Dengan rasa pahit — meski tanpa kehilangan optimisme — ingin saya tegaskan sekali lagi di sini, justru di masa paska-Reformasi, sampai hari ini, negeri kita kehilangan kesadaran budaya. Budaya seperti terlindas oleh salah kaprah dalam melihat tujuan pembangunan. Undang-undang kita boleh saja menulis dengan tinta emas bahwa tujuan bangsa, khususnya di bidang pendidikan, adalah melahirkan manusia-manusia seutuhnya Dalam kenyataannya cara yang ditempuh justru memecah manusia ke dalam seonggokan jisim tanpa ruh. Serba materialistik. Bukan saja ia telah menelan korban spiritualitas, moralitas, kebenaran, dan rasa keindahan, pun tak ada tujuan ekonomi bisa dicapai jika manusia Indonesia menjadi tuna budaya seperti itu. Dan korban besarnya, itu pun kalau kita asumsikan bahwa tujuan materialistik tercapai, adalah tak kurang dari kebahagiaan manusia itu sendiri.

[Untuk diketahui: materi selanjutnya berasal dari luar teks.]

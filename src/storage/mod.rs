// SPDX-License-Identifier: AGPL-3.0-or-later
//
// Copyright (C) 2026 Relational Network

//! # Storage Module
//!
//! Persistent storage for submission records and their ciphertext.
//!
//! ## Storage Layout
//!
//! ```text
//! <DATA_DIR>/
//!   cloak.redb              # records + inline ciphertext (redb, ACID)
//!   blobs/
//!     {uuid}.bin            # ciphertext blob
//!     {uuid}.meta.json      # blob metadata sidecar
//!   audit/
//!     {date}/events.jsonl   # Daily audit logs
//! ```
//!
//! ## Important Notes
//!
//! - Everything stored here is already ciphertext or non-sensitive metadata
//! - DO NOT store passphrases, private keys or plaintext
//! - References handed out by [`ContentStore`] are opaque, tagged strings

pub mod audit;
pub mod blob;
pub mod content;
pub mod database;
mod error;
pub mod ownership;
pub mod paths;
pub mod refs;
pub mod repository;

pub use audit::{AuditEvent, AuditEventType, AuditFilter, AuditLog};
pub use blob::{BlobMeta, BlobStore};
pub use content::{ContentStore, ContentStream, PendingInline};
pub use database::SubmissionDatabase;
pub use error::{StorageError, StorageResult};
pub use ownership::{OwnedResource, OwnershipEnforcer};
pub use paths::StoragePaths;
pub use refs::StorageRef;
pub use repository::{
    Flag, LifecycleState, SortOrder, StoredFile, StoredKeyMaterial, SubmissionPage,
    SubmissionQuery, SubmissionRecord, SubmissionRepository, DEFAULT_PAGE_SIZE, MAX_PAGE_SIZE,
};
// SPDX-License-Identifier: AGPL-3.0-or-later
//
// Copyright (C) 2026 Relational Network

//! ECDH content-key agreement between a submission key pair and the
//! operator's recipient key pair.

use hkdf::Hkdf;
use p521::elliptic_curve::rand_core::OsRng;
use p521::pkcs8::{DecodePrivateKey, EncodePrivateKey, LineEnding};
use p521::{PublicKey, SecretKey};
use sha2::Sha512;
use zeroize::Zeroizing;

use super::cipher::{ContentKey, KEY_SIZE};
use super::keys::{decode_public_key, decode_salt, encode_public_key};
use super::{CryptoError, CryptoResult};

/// HKDF info prefix for content keys.
pub const CONTENT_KEY_INFO: &[u8] = b"cloak/content/v1";

const PEM_TAG: &str = "PRIVATE KEY";

/// The operator's long-lived key pair.
pub struct RecipientKeyPair {
    secret: SecretKey,
}

impl RecipientKeyPair {
    pub fn generate() -> Self {
        Self {
            secret: SecretKey::random(&mut OsRng),
        }
    }

    /// Load from a PKCS#8 PEM document.
    pub fn from_pkcs8_pem(pem_str: &str) -> CryptoResult<Self> {
        let parsed = pem::parse(pem_str)
            .map_err(|e| CryptoError::InvalidInput(format!("invalid PEM: {}", e)))?;
        if parsed.tag() != PEM_TAG {
            return Err(CryptoError::InvalidInput(format!(
                "expected a {} block, found {}",
                PEM_TAG,
                parsed.tag()
            )));
        }
        let secret = SecretKey::from_pkcs8_der(parsed.contents())
            .map_err(|e| CryptoError::InvalidInput(format!("invalid P-521 key: {}", e)))?;
        Ok(Self { secret })
    }

    pub fn to_pkcs8_pem(&self) -> CryptoResult<Zeroizing<String>> {
        self.secret
            .to_pkcs8_pem(LineEnding::LF)
            .map_err(|e| CryptoError::KeyDerivation(e.to_string()))
    }

    pub fn public_key(&self) -> RecipientPublicKey {
        RecipientPublicKey(self.secret.public_key())
    }

    pub(crate) fn secret(&self) -> &SecretKey {
        &self.secret
    }
}

impl std::fmt::Debug for RecipientKeyPair {
    fn fmt(&self, f: &mut std::fmt::Formatter<'_>) -> std::fmt::Result {
        f.debug_struct("RecipientKeyPair")
            .field("secret", &"[REDACTED]")
            .finish()
    }
}

/// Public half of the recipient key pair, handed to the submission path.
#[derive(Debug, Clone, PartialEq, Eq)]
pub struct RecipientPublicKey(PublicKey);

impl RecipientPublicKey {
    pub fn from_base64(encoded: &str) -> CryptoResult<Self> {
        decode_public_key(encoded).map(Self)
    }

    pub fn to_base64(&self) -> CryptoResult<String> {
        encode_public_key(&self.0)
    }

    pub fn as_public_key(&self) -> &PublicKey {
        &self.0
    }
}

/// Derive the content key from one side's secret and the other side's public
/// key. Both sides arrive at the same key.
pub fn derive_content_key(
    own_secret: &SecretKey,
    peer_public: &PublicKey,
    salt_hex: &str,
    public_key_hash: &str,
) -> CryptoResult<ContentKey> {
    let salt = decode_salt(salt_hex)?;
    let shared = p521::ecdh::diffie_hellman(own_secret.to_nonzero_scalar(), peer_public.as_affine());

    let mut info = Vec::with_capacity(CONTENT_KEY_INFO.len() + public_key_hash.len());
    info.extend_from_slice(CONTENT_KEY_INFO);
    info.extend_from_slice(public_key_hash.as_bytes());

    let mut okm = Zeroizing::new([0u8; KEY_SIZE]);
    Hkdf::<Sha512>::new(Some(&salt), shared.raw_secret_bytes().as_slice())
        .expand(&info, okm.as_mut())
        .map_err(|e| CryptoError::KeyDerivation(e.to_string()))?;

    Ok(ContentKey::from_bytes(*okm))
}
// SPDX-License-Identifier: AGPL-3.0-or-later
//
// Copyright (C) 2026 Relational Network

//! # Cryptography
//!
//! - `keys` - per-submission P-521 key pairs, salts and PBKDF2 passphrases
//! - `envelope` - versioned AES-GCM wrapping of the escrowed private key
//! - `agreement` - ECDH + HKDF content-key derivation against the recipient key
//! - `cipher` - AES-256-GCM for message text, segmented STREAM for file bytes
//!
//! Nothing in this module touches storage or the async runtime. The
//! expensive operations are synchronous and expected to run on blocking
//! threads.

pub mod agreement;
pub mod cipher;
pub mod envelope;
mod error;
pub mod keys;

pub use agreement::{derive_content_key, RecipientKeyPair, RecipientPublicKey};
pub use cipher::{ContentCipher, ContentKey, FileDecryptor};
pub use envelope::PrivateKeyEnvelope;
pub use error::{CryptoError, CryptoResult};
pub use keys::{
    decode_public_key, derive_passphrase, generate_salt, public_key_hash, EphemeralKeyPair,
    KeyMaterialGenerator, SubmissionKeyMaterial,
};
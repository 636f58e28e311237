// SPDX-License-Identifier: AGPL-3.0-or-later
//
// Copyright (C) 2026 Relational Network

//! Receipt codes handed back to anonymous submitters.
//!
//! Format: `CLOAKK-XXXX-XXXX-XXXX`, where the twelve characters are the first
//! twelve hex digits of a random UUID, uppercased.

use uuid::Uuid;

/// Fixed receipt prefix.
pub const RECEIPT_PREFIX: &str = "CLOAKK";

const GROUP_LEN: usize = 4;
const GROUPS: usize = 3;

/// Generate a fresh receipt code.
pub fn generate_receipt_code() -> String {
    let hex = Uuid::new_v4().simple().to_string().to_uppercase();
    format!(
        "{RECEIPT_PREFIX}-{}-{}-{}",
        &hex[0..4],
        &hex[4..8],
        &hex[8..12]
    )
}

/// Whether `code` has the receipt format.
pub fn is_valid_receipt_code(code: &str) -> bool {
    let mut parts = code.split('-');
    if parts.next() != Some(RECEIPT_PREFIX) {
        return false;
    }
    let groups: Vec<&str> = parts.collect();
    groups.len() == GROUPS
        && groups.iter().all(|g| {
            g.len() == GROUP_LEN
                && g.chars()
                    .all(|c| c.is_ascii_digit() || c.is_ascii_uppercase())
        })
}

Maka, sebelum makin terlambat, perlu direvitalisasi suatu kesadaran kolektif bangsa yang meletakkan budaya sebagai tempat persemaian seluruh aspek kehidupan kita, sebagai manusia. Baik itu politik, ekonomi, sosial, bahkan juga agama. Ya, bahkan agama yang harus kita kembangkan pada akhirnya adalah suatu agama yang ramah budaya, kalau tak mau sama sekali disebut sebagai agama kultural, dan bukan semata agama ideologis atau hukum – seberapa pentingnya pun ideologi dan hukum dalam agama. Agama untuk manusia, yang memiliki kesetiaan pada moralitas, kebenaran, dan keindahan. Bukan sekadar gejala kebangkitan agama, yang sesungguhnya lebih tepat disebut sebagai pengerasan agama, yang disertai sikap-sikap penindasan atas nama agama. Suatu agama antibudaya. Pemerintah tentu harus mengambil komando. Harus ada concerted efforts, yang memastikan bahwa semua upaya pembangunan – di bidang apa pun – mau menjadikan pencapaian-pencapaian kultural sebagai tujuan-puncaknya. Inilah yang antara lain disampaikan Pak Jokowi dalam pertemuan yang saya ikut hadir di dalamnya itu. Beliau siap memastikan bahwa tak ada satu menteri pun boleh melupakan hal ini dalam setiap kebijaksanaan dan program-program kementerian mereka.

Tapi sudah tentu ini bukan hanya tugas pemerintah saja. Kemampuan (dan kesadaran) pemerintah terbatas. Tapi, lebih dari itu, tak ada suatu pekerjaan sebesar dan sekolektif pengembangan budaya yang akan bisa berhasil tanpa keterlibatan langsung dan aktif masyarakat, rumah budaya itu sendiri.